Data from the report shows that Nigeria's external debt rose by 89.7 per cent to N63.1 trillion in dollar terms by the second quarter of 2024, compared to N54.31 trillion in Q2 2023. In naira terms, external debt increased by 31.6 per cent to N71.2 trillion, driven by increased subscriptions to Federal Government bonds and a sharp 47 percent depreciation of the Naira, from N770.38/$ in 2023 to N1,470.19/$ in 2024.
PwC predicts that Nigeria's fiscal and exchange rate dynamics will shape its total debt burden in 2025. However, the report warns that the country may struggle to attract significant foreign investments if negative real returns persist.
The banking and manufacturing sectors recorded significant capital inflows in 2024, with $579.48 billion and $624.71 billion, respectively. The banking sector's recovery was attributed to strong economic fundamentals and revaluation gains, while the manufacturing sector benefited from industrialization efforts and policy reforms.
Despite these gains, Nigeria faces significant challenges in combating inflation and maintaining investor confidence. PwC noted that while advanced economies have begun reducing policy rates as inflation approaches target levels, Nigeria's Central Bank (CBN) raised its policy rate five times in 2024 to counter inflation, which surged to 34.6% in November 2024.
This tightening monetary policy has not been sufficient to offset the negative effects of inflation on real interest rates. PwC explained that Nigeria's negative real interest rates—where inflation surpasses interest rates—make local assets less attractive to international investors.
'If inflation rises in advanced economies in 2025, their central banks may increase policy rates, leading to a shift of funds toward markets offering positive real returns. This may exacerbate capital outflows from Nigeria, where negative real interest rates diminish the appeal of local assets,' the report stated.
PwC expressed cautious optimism that exchange rates could stabilize in 2025, supported by CBN reforms designed to boost foreign exchange inflows. However, the report emphasised the need for disciplined monetary policies to address liquidity challenges and control inflationary pressures.

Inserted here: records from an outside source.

//! Device monitor: background presence/mode detection.
//!
//! A single [`DeviceMonitor`] owns the write side of the device snapshot.
//! Everyone else holds a [`DeviceSnapshot`] and reads whole [`Device`] values.

use std::fmt;
use std::sync::mpsc::{self, RecvTimeoutError};
use std::sync::{Arc, PoisonError, RwLock};
use std::thread::{self, JoinHandle};
use std::time::Duration;

use tracing::{debug, info, instrument};

use crate::commands;
use crate::config::ToolConfig;
use crate::device::{ConnectionMode, Device, parse_listing};
use crate::dispatcher::{CommandDispatcher, CommandSpec};
use crate::events::{OdinEvent, OdinObserver};
use crate::usb::UsbProbe;

/// Monitor state machine: `Unknown -> {Disconnected, Connected(mode)}`.
#[derive(Debug, Clone, Copy, PartialEq, Eq)]
pub enum MonitorState {
    /// No poll has completed yet.
    Unknown,
    Disconnected,
    Connected(ConnectionMode),
}

impl MonitorState {
    fn of(device: &Device) -> Self {
        if device.is_connected() {
            MonitorState::Connected(device.mode)
        } else {
            MonitorState::Disconnected
        }
    }
}

impl fmt::Display for MonitorState {
    fn fmt(&self, f: &mut fmt::Formatter<'_>) -> fmt::Result {
        match self {
            MonitorState::Unknown => write!(f, "Unknown"),
            MonitorState::Disconnected => write!(f, "Disconnected"),
            MonitorState::Connected(mode) => write!(f, "Connected ({})", mode),
        }
    }
}

/// One way of asking "is a device attached, and in which mode?".
pub trait DeviceProbe: Send {
    /// Mode reported when this probe finds a device.
    fn mode(&self) -> ConnectionMode;

    /// Id of the attached device, if any. Failures mean "nothing found".
    fn probe(&self) -> Option<String>;
}

/// Probe backed by a transport tool's device listing.
pub struct ToolProbe {
    dispatcher: Arc<dyn CommandDispatcher>,
    command: CommandSpec,
    mode: ConnectionMode,
    timeout: Duration,
}

impl ToolProbe {
    pub fn new(
        dispatcher: Arc<dyn CommandDispatcher>,
        config: &ToolConfig,
        mode: ConnectionMode,
    ) -> Option<Self> {
        let command = commands::list_devices(config, mode)?;
        Some(Self {
            dispatcher,
            command,
            mode,
            timeout: config.query_timeout(),
        })
    }
}

impl DeviceProbe for ToolProbe {
    fn mode(&self) -> ConnectionMode {
        self.mode
    }

    fn probe(&self) -> Option<String> {
        match self.dispatcher.execute(&self.command, self.timeout) {
            Ok(output) => parse_listing(&output.stdout),
            Err(e) => {
                debug!(command = %self.command, error = %e, "Probe failed");
                None
            }
        }
    }
}

/// Read side of the device snapshot. Cheap to clone.
#[derive(Clone)]
pub struct DeviceSnapshot {
    inner: Arc<RwLock<Device>>,
}

impl DeviceSnapshot {
    /// The latest published device, read in one piece.
    pub fn current(&self) -> Device {
        self.inner
            .read()
            .unwrap_or_else(PoisonError::into_inner)
            .clone()
    }
}

/// Write side of the device snapshot. Not cloneable: exactly one writer exists.
pub struct SnapshotWriter {
    inner: Arc<RwLock<Device>>,
}

impl SnapshotWriter {
    pub fn publish(&self, device: Device) {
        *self.inner.write().unwrap_or_else(PoisonError::into_inner) = device;
    }

    pub fn reader(&self) -> DeviceSnapshot {
        DeviceSnapshot {
            inner: Arc::clone(&self.inner),
        }
    }
}

/// Create a snapshot cell starting out disconnected.
pub fn snapshot_channel() -> (SnapshotWriter, DeviceSnapshot) {
    let writer = SnapshotWriter {
        inner: Arc::new(RwLock::new(Device::default())),
    };
    let reader = writer.reader();
    (writer, reader)
}

pub struct DeviceMonitor {
    /// Tried in order; the first hit wins.
    probes: Vec<Box<dyn DeviceProbe>>,
    writer: SnapshotWriter,
    current: Device,
    state: MonitorState,
    observer: Arc<dyn OdinObserver>,
    interval: Duration,
}

impl DeviceMonitor {
    pub fn new(
        probes: Vec<Box<dyn DeviceProbe>>,
        observer: Arc<dyn OdinObserver>,
        interval: Duration,
    ) -> Self {
        let (writer, _) = snapshot_channel();
        Self {
            probes,
            writer,
            current: Device::default(),
            state: MonitorState::Unknown,
            observer,
            interval,
        }
    }

    /// adb listing first, then fastboot, then the download-mode tool, then USB.
    pub fn from_config(
        dispatcher: Arc<dyn CommandDispatcher>,
        config: &ToolConfig,
        observer: Arc<dyn OdinObserver>,
    ) -> Self {
        let mut probes: Vec<Box<dyn DeviceProbe>> = Vec::new();
        for mode in [
            ConnectionMode::Adb,
            ConnectionMode::Fastboot,
            ConnectionMode::DownloadMode,
        ] {
            if let Some(probe) = ToolProbe::new(Arc::clone(&dispatcher), config, mode) {
                probes.push(Box::new(probe));
            }
        }
        if config.usb_probe {
            probes.push(Box::new(UsbProbe::new()));
        }
        Self::new(probes, observer, config.poll_interval())
    }

    pub fn snapshot(&self) -> DeviceSnapshot {
        self.writer.reader()
    }

    pub fn state(&self) -> MonitorState {
        self.state
    }

    /// Run every probe once, publish the result and emit an event if it changed.
    #[instrument(skip(self), level = "debug")]
    pub fn poll_once(&mut self) -> Device {
        let found = self
            .probes
            .iter()
            .find_map(|p| p.probe().map(|id| (id, p.mode())));

        let device = match found {
            Some((id, mode)) => Device::connected(id, mode),
            None => Device::disconnected(self.current.last_seen),
        };
        let next = MonitorState::of(&device);
        let changed = next != self.state || device.id != self.current.id;

        self.writer.publish(device.clone());
        self.current = device.clone();

        if changed {
            info!(from = %self.state, to = %next, id = %device.id, "Device transition");
            self.observer.on_event(&OdinEvent::DeviceStateChanged {
                from: self.state,
                to: next,
                device: device.clone(),
            });
            self.state = next;
        }

        device
    }

    /// Move the monitor onto its own thread. Polls immediately, then every interval.
    pub fn spawn(mut self) -> MonitorHandle {
        let snapshot = self.snapshot();
        let (stop_tx, stop_rx) = mpsc::channel::<()>();
        let interval = self.interval;

        let thread = thread::spawn(move || {
            info!(interval_ms = interval.as_millis() as u64, "Device monitor started");
            loop {
                self.poll_once();
                match stop_rx.recv_timeout(interval) {
                    Err(RecvTimeoutError::Timeout) => continue,
                    Ok(()) | Err(RecvTimeoutError::Disconnected) => break,
                }
            }
            info!("Device monitor stopped");
        });

        MonitorHandle {
            stop: Some(stop_tx),
            thread: Some(thread),
            snapshot,
        }
    }
}

/// Handle to a running monitor. Stops and joins the thread on drop.
pub struct MonitorHandle {
    stop: Option<mpsc::Sender<()>>,
    thread: Option<JoinHandle<()>>,
    snapshot: DeviceSnapshot,
}

impl MonitorHandle {
    pub fn snapshot(&self) -> DeviceSnapshot {
        self.snapshot.clone()
    }

    pub fn is_running(&self) -> bool {
        self.thread.as_ref().is_some_and(|t| !t.is_finished())
    }

    /// Graceful stop; waits for an in-flight poll to finish.
    pub fn stop(mut self) {
        self.shutdown();
    }

    fn shutdown(&mut self) {
        if let Some(stop) = self.stop.take() {
            let _ = stop.send(());
        }
        if let Some(thread) = self.thread.take() {
            let _ = thread.join();
        }
    }
}

impl Drop for MonitorHandle {
    fn drop(&mut self) {
        self.shutdown();
    }
}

In October 2024, Nigeria's money supply (M2) grew by 48.2 percent year-on-year to N107.7 trillion, while inflation surged to 34.6 percent in November. Despite an increase in the Monetary Policy Rate (MPR) to 27.5 percent, managing liquidity and achieving price stability remain daunting tasks.
Persistent imbalances between money supply growth and productivity are expected to undermine the CBN's efforts to effectively manage inflation in 2025. PwC stressed the importance of disciplined monetary policies to ensure long-term price stability and economic sustainability.
With these challenges, analysts caution that Nigeria's external debt burden will remain a critical issue unless urgent steps are taken to stabilize the currency, diversify revenue sources, and attract sustainable investments.